Pick out and copy every line below that has the word "PartialEq".

Data records START

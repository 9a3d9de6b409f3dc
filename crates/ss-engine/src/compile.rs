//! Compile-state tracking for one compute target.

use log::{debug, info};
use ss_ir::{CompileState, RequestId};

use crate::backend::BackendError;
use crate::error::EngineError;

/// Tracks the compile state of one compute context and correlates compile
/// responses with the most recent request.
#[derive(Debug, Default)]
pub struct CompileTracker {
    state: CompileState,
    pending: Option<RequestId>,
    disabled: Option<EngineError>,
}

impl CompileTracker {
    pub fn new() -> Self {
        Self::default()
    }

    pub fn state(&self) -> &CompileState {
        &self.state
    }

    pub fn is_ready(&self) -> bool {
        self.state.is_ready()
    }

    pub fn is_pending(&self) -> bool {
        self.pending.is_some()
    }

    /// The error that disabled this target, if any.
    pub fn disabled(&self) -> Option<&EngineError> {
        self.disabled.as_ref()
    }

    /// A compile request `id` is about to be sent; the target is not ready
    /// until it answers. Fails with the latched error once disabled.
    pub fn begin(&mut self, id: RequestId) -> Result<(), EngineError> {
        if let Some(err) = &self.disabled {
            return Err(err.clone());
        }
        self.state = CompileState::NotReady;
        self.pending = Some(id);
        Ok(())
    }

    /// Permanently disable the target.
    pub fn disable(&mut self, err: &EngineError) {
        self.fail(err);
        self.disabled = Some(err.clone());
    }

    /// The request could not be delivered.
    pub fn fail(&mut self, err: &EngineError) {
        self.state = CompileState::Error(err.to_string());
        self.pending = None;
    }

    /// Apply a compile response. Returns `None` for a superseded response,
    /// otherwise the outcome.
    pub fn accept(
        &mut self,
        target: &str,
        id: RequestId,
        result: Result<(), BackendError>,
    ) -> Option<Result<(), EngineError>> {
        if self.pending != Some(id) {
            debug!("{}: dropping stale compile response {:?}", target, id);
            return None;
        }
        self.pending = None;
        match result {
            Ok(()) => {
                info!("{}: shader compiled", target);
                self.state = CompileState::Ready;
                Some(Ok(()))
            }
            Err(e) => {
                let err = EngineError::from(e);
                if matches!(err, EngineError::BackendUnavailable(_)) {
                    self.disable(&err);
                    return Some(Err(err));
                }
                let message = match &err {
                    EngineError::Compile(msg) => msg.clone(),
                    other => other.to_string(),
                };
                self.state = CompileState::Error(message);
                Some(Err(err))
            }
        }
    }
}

Data records END
Data records START

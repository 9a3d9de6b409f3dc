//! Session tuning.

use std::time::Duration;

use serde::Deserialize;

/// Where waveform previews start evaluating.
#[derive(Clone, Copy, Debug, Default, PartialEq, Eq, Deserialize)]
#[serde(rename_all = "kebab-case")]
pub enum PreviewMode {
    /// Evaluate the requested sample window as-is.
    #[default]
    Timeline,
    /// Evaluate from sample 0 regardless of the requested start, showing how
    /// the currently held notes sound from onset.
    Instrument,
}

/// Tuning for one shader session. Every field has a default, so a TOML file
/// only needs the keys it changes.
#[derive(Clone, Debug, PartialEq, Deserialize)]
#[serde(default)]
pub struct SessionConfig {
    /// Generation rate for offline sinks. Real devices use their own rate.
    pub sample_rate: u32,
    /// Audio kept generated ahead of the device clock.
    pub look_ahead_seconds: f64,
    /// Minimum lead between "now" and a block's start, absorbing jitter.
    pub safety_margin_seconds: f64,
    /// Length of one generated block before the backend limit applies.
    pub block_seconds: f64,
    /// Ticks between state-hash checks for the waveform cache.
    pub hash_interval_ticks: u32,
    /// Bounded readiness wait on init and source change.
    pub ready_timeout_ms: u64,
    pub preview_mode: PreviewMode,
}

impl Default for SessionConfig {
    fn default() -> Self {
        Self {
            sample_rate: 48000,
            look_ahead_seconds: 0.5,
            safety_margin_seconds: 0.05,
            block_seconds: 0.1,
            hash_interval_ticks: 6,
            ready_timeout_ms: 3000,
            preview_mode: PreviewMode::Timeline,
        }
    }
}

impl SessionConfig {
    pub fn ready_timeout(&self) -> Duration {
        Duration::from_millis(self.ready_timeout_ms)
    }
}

Data records END

- **Reply to the exercise**
#[derive(Clone, Copy, Debug, Default, PartialEq, Eq, Deserialize)]
#[derive(Clone, Debug, PartialEq, Deserialize)]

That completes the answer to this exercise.